それによって自分も優しい気持ちになれ、他人からも好かれ、幸福につながります。

信仰と善行。感謝の心を忘れず、周囲の人を助けること。これを心がけることで、生きている間も自分の心は気持ちよくいられるし、さらに死んでから天国へ行ける。まさしく一石二鳥です。

イスラムの教えとは?*信じ・行うことで幸せになれる道徳的価値観

イスラムの幸せは簡単

感謝して周囲の人を助けることは、誰にでもできることです。仕事で成功するとか、大金持ちになるとかではありませんから。

本来幸せになる方法は極めてシンプルなのです。

でも私たちは大切なことは教えてもらっていない代わりに、いらない情報に囲まれすぎています。

年収1千万になるにはどうしたらいいか?結婚しない・子供もいない人は「負け犬」と言われたり。

何を信じていいのか、何をよりどころにして生きていったらいいのか‥情報がありすぎる分、見えずらくなっている。

ちなみにイスラムでは結婚を推奨していますが、結婚することが幸せの条件ではありません。子供を多く持つことも。

結婚するかしないかは、最終的にはアッラーが決めることです。結婚しなかったとしたら、何か別の道があると、別の幸せがあるとアッラーが考えたからです。

来世なんてある?

しかし日本人なら、当然こういう疑問が生まれます。

来世で天国へ行けるっていうけど、来世なんてあるの?」「どこに証拠がある?」「なんて本当にいるのか?」

確かに天国や神がある・いるという証拠はありません。でもいないという証拠もない。いると信じるのも、いないと信じるのも自由。
だったら、「いる」と信じた方が断然得です。

神はいいことをしたら見ていていくれて、来世で楽園に入れてくれる。いずれ自分は死ぬしかないが、死後は永遠の生が待っている。
そう信じることで、この世の大きな悩みから解放されます。

死は人間の究極的な悩みです。これはどんなにお金があっても美味しいものを食べても消し去ることはできない。その解決方法は、来世と神様を信じることしかないのです。(*宗教とは?人はなぜ宗教を必要とするのか?

何が幸福か不幸かは人間にはわからない

さらにイスラムではこう教えます。

『地上において起こる災厄も、またあなたがたの身の上に下るものも、一つとしてわれがそれを授ける前に、書冊の中に記されていないものはない。それはアッラーにおいては容易な業である。それはあなたがたが失ったために悲しまず、与えられたために、慢心しないためである。」(57:22・23)

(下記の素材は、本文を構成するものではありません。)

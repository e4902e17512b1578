use super::{apply, render::render, ui};
use crate::core::{Action, Catalog, ConversionPresenter, ConversionRequest, Language, MessageKey, ViewState};
use anyhow::Result;
use console::Term;
use tokio::io::{AsyncBufReadExt, BufReader};

/// One line of user input, interpreted.
#[derive(Debug, PartialEq)]
pub enum Input {
    Action(Action),
    Help,
    Quit,
    Empty,
    Unknown(String),
}

fn parse_amount(text: &str) -> Option<f64> {
    text.replace(',', ".")
        .parse::<f64>()
        .ok()
        .filter(|amount| amount.is_finite())
}

fn is_code(text: &str) -> bool {
    !text.is_empty() && text.chars().all(|c| c.is_ascii_alphabetic())
}

pub fn parse_input(line: &str) -> Input {
    let words: Vec<&str> = line.split_whitespace().collect();
    match words.as_slice() {
        [] => Input::Empty,
        [cmd] if matches!(cmd.to_lowercase().as_str(), "quit" | "exit" | "q") => Input::Quit,
        [cmd] if cmd.eq_ignore_ascii_case("help") => Input::Help,
        [cmd] if cmd.eq_ignore_ascii_case("refresh") => Input::Action(Action::Refresh),
        [cmd] if cmd.eq_ignore_ascii_case("rates") => Input::Action(Action::ShowRates),
        [cmd, code] if cmd.eq_ignore_ascii_case("lang") => match code.parse::<Language>() {
            Ok(language) => Input::Action(Action::SetLanguage(language)),
            Err(_) => Input::Unknown(line.trim().to_string()),
        },
        [cmd, base, target]
            if cmd.eq_ignore_ascii_case("history") && is_code(base) && is_code(target) =>
        {
            Input::Action(Action::History {
                base: base.to_uppercase(),
                target: target.to_uppercase(),
            })
        }
        [amount, source, target] if is_code(source) && is_code(target) => {
            match parse_amount(amount) {
                Some(amount) => Input::Action(Action::Convert(ConversionRequest::new(
                    amount, source, target,
                ))),
                None => Input::Unknown(line.trim().to_string()),
            }
        }
        _ => Input::Unknown(line.trim().to_string()),
    }
}

/// Reads commands from the terminal until the user quits or input ends.
///
/// Failures are shown and the loop carries on with the previous state.
pub async fn run(
    presenter: &ConversionPresenter<'_>,
    catalog: &Catalog,
    initial: ViewState,
) -> Result<()> {
    let term = Term::stdout();
    let mut state = initial;

    println!(
        "{}\n{}",
        ui::style_text(&catalog.text(state.language, MessageKey::Title), ui::StyleType::Title),
        ui::style_text(&catalog.text(state.language, MessageKey::Prompt), ui::StyleType::Subtle)
    );

    let mut lines = BufReader::new(tokio::io::stdin()).lines();
    loop {
        term.write_str("> ")?;
        let Some(line) = lines.next_line().await? else {
            break;
        };

        match parse_input(&line) {
            Input::Empty => continue,
            Input::Quit => break,
            Input::Help => println!("{}", catalog.text(state.language, MessageKey::Help)),
            Input::Unknown(text) => println!(
                "{}",
                ui::style_text(
                    &catalog.format(state.language, MessageKey::UnknownCommand, &[("input", text.as_str())]),
                    ui::StyleType::Error,
                )
            ),
            Input::Action(action) => {
                state = apply(presenter, &state, action, catalog).await;
                println!("{}", render(&state, catalog));
            }
        }
        ui::print_separator();
    }

    println!("{}", catalog.text(state.language, MessageKey::Goodbye));
    Ok(())
}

つまり何が幸福か不幸かは人間にはわからない。だから与えられたものに感謝せよ、それが幸せの秘訣だというのです。

病気は悪いことと思われていますが、そうではない。健康な力強い男性は浮気して、家庭がめちゃくちゃになるかもしれません。病弱な人の方が幸せな家庭をつくれるかもしれない。

入学入試に落ちても、浪人中に出会った異性と後に結婚して幸福になるかもしれない。

何か幸福か不幸かは、人間には本当はわからない。だから全ては神様からいただいたものと、ありがたいと思って受けておけばいい。

これは「今の自分に満足する」ということです。今あるままで十分に幸せと思うこと。

希望を持たないことで幸せに

今の自分に十分満足するということは、希望を持たないことでもあります。

希望や願望は、今の状況に不満だということです。不満だから頑張ってもっと向上しなければと思う。

これが不幸のはじまりです。向上は「自己否定」を前提にしているから。「今の自分はダメな人間だ、もっと進歩・向上しなくては」と。

しかし人間、若さも美貌も体力も日々衰えていきます。そんな人間が、進歩や向上を目指しても結局はつらい思いをするだけ。

そうではなく、今の自分で十分だと思う。神様からたくさんのものをいただいることを思い出して感謝し、周囲の人に親切にする。幸せになるのは、それだけでいい。

そう。その気になれば、誰でも今からすぐに幸せになれるのです。今の自分を受け入れて感謝し、周囲の困った人を助けるだけでいい。

これは何かをゲットしたから、何かを達成したから得られる、一時的な興奮を伴う幸せではありません。

もっと静かで心穏やかで、未来の明るい希望に満ちた幸せなのです。